Sin embargo, en el caso de la miel rica, “puede alcanzar hasta un 90% de THC, una concentración aproximadamente cinco veces mayor que la del cannabis de alta potencia”, explicó Rubino.
“El peligro está estrictamente ligado a la concentración de la sustancia. En quienes consumen habitualmente cannabis, los efectos pueden ser más limitados, mientras que en consumidores ocasionales o en sujetos poco habituales pueden aparecer ataques de pánico, alucinaciones, paranoia, psicosis, episodios de vómitos, así como efectos sobre el sistema respiratorio y cardiovascular. Si un no consumidor ingiere cantidades tan elevadas de THC, el riesgo de acabar en el hospital es real”, subraya el experto.

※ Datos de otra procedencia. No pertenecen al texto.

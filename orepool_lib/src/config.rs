// Copyright (C) 2025, 2026 Orepool Developers (see AUTHORS)
//
// This file is part of Orepool
//
// Orepool is free software: you can redistribute it and/or modify it under
// the terms of the GNU General Public License as published by the Free
// Software Foundation, either version 3 of the License, or (at your option)
// any later version.
//
// Orepool is distributed in the hope that it will be useful, but WITHOUT ANY
// WARRANTY; without even the implied warranty of MERCHANTABILITY or FITNESS
// FOR A PARTICULAR PURPOSE. See the GNU General Public License for more details.
//
// You should have received a copy of the GNU General Public License along with
// Orepool. If not, see <https://www.gnu.org/licenses/>.

use daemonrpc::DaemonRpcConfig;
use serde::Deserialize;
use std::collections::HashMap;

#[derive(Debug, Deserialize, Clone)]
pub struct PoolConfig {
    /// Pool fee in basis points, 100 = 1%
    pub fee_bips: u16,
    /// Wallet address the fee is accounted to
    pub pool_address: String,
    /// Share difficulty required for a submission to be accepted
    pub pool_difficulty: u64,
    /// Fallback block reward in atomic units, used when the daemon does not
    /// report a reward for a confirmed block
    pub block_reward_atomic: u64,
    /// Network fee budget passed to the wallet on transfers, atomic units
    pub transfer_fee_atomic: u64,
    /// How often to poll the daemon for height and difficulty
    #[serde(default = "default_sync_interval_secs")]
    pub sync_interval_secs: u64,
    /// Addresses exempt from payouts, with their reserved amounts
    #[serde(default)]
    pub premine: HashMap<String, u64>,
}

fn default_sync_interval_secs() -> u64 {
    30
}

#[derive(Debug, Deserialize, Clone)]
pub struct WindowConfig {
    /// Length of the rolling share window in seconds
    pub window_secs: u64,
    /// How often expired shares are dropped from the window
    #[serde(default = "default_expiry_interval_secs")]
    pub expiry_interval_secs: u64,
}

fn default_expiry_interval_secs() -> u64 {
    60
}

#[derive(Debug, Deserialize, Clone)]
pub struct PayoutConfig {
    /// Minimum pending balance, in atomic units, before a payout is made
    pub min_payout_atomic: u64,
    /// Seconds between payout scheduler runs
    pub interval_secs: u64,
    /// Age in seconds after which a pending payment is reported as stale
    #[serde(default = "default_stale_payment_secs")]
    pub stale_payment_secs: u64,
}

fn default_stale_payment_secs() -> u64 {
    3600
}

#[derive(Debug, Deserialize, Clone)]
pub struct StoreConfig {
    pub path: String,
}

#[derive(Debug, Deserialize, Clone)]
pub struct ApiConfig {
    /// The hostname for the HTTP API server
    pub hostname: String,
    /// The port for the HTTP API server
    pub port: u16,
}

#[derive(Debug, Deserialize, Default, Clone)]
pub struct LoggingConfig {
    /// Log to file if specified
    pub file: Option<String>,
    /// Log level (defaults to "info")
    #[serde(default = "default_log_level")]
    pub level: String,
    /// Log to console (defaults to true)
    pub console: Option<bool>,
}

fn default_log_level() -> String {
    "info".to_string()
}

#[derive(Debug, Deserialize, Clone)]
pub struct Config {
    pub pool: PoolConfig,
    pub window: WindowConfig,
    pub payout: PayoutConfig,
    pub store: StoreConfig,
    pub api: ApiConfig,
    pub daemonrpc: DaemonRpcConfig,
    #[serde(default)]
    pub logging: LoggingConfig,
}

/// A fee above 10_000 bips would exceed the whole reward
pub const MAX_FEE_BIPS: u16 = 10_000;

impl Config {
    pub fn load(path: &str) -> Result<Self, config::ConfigError> {
        let config: Config = config::Config::builder()
            .add_source(config::File::with_name(path))
            .add_source(config::Environment::with_prefix("OREPOOL").separator("_"))
            .build()?
            .try_deserialize()?;
        config.validate()?;
        Ok(config)
    }

    fn validate(&self) -> Result<(), config::ConfigError> {
        if self.pool.fee_bips > MAX_FEE_BIPS {
            return Err(config::ConfigError::Message(format!(
                "pool.fee_bips must be at most {MAX_FEE_BIPS}, got {}",
                self.pool.fee_bips
            )));
        }
        Ok(())
    }

    pub fn with_fee_bips(mut self, fee_bips: u16) -> Self {
        self.pool.fee_bips = fee_bips;
        self
    }

    pub fn with_pool_address(mut self, pool_address: String) -> Self {
        self.pool.pool_address = pool_address;
        self
    }

    pub fn with_pool_difficulty(mut self, pool_difficulty: u64) -> Self {
        self.pool.pool_difficulty = pool_difficulty;
        self
    }

    pub fn with_block_reward_atomic(mut self, block_reward_atomic: u64) -> Self {
        self.pool.block_reward_atomic = block_reward_atomic;
        self
    }

    pub fn with_window_secs(mut self, window_secs: u64) -> Self {
        self.window.window_secs = window_secs;
        self
    }

    pub fn with_min_payout_atomic(mut self, min_payout_atomic: u64) -> Self {
        self.payout.min_payout_atomic = min_payout_atomic;
        self
    }

    pub fn with_payout_interval_secs(mut self, interval_secs: u64) -> Self {
        self.payout.interval_secs = interval_secs;
        self
    }

    pub fn with_store_path(mut self, store_path: String) -> Self {
        self.store.path = store_path;
        self
    }

    pub fn with_api_hostname(mut self, api_hostname: String) -> Self {
        self.api.hostname = api_hostname;
        self
    }

    pub fn with_api_port(mut self, api_port: u16) -> Self {
        self.api.port = api_port;
        self
    }

    pub fn with_daemonrpc_url(mut self, daemon_url: String) -> Self {
        self.daemonrpc.url = daemon_url;
        self
    }

    pub fn with_daemonrpc_username(mut self, daemon_username: String) -> Self {
        self.daemonrpc.username = daemon_username;
        self
    }

    pub fn with_daemonrpc_password(mut self, daemon_password: String) -> Self {
        self.daemonrpc.password = daemon_password;
        self
    }
}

En cuanto al caso del niño napolitano, “el coma también puede estar relacionado con el modo de absorción. La ingestión de una dosis elevada, equivalente a una cucharada de producto, provoca efectos centrales y periféricos que duran más que la inhalación”, observa Rubino. “La absorción de dosis tan elevadas que permanecen durante tanto tiempo en el organismo representa un shock importante para el organismo, en particular para el cerebro, donde los receptores CB1, principal objetivo molecular del THC, están más presentes. El fenómeno es particularmente preocupante porque afecta principalmente a los adolescentes, cuyo cerebro aún no ha completado el proceso de maduración, esquizofrenia, depresión y déficits cognitivos”, concluye.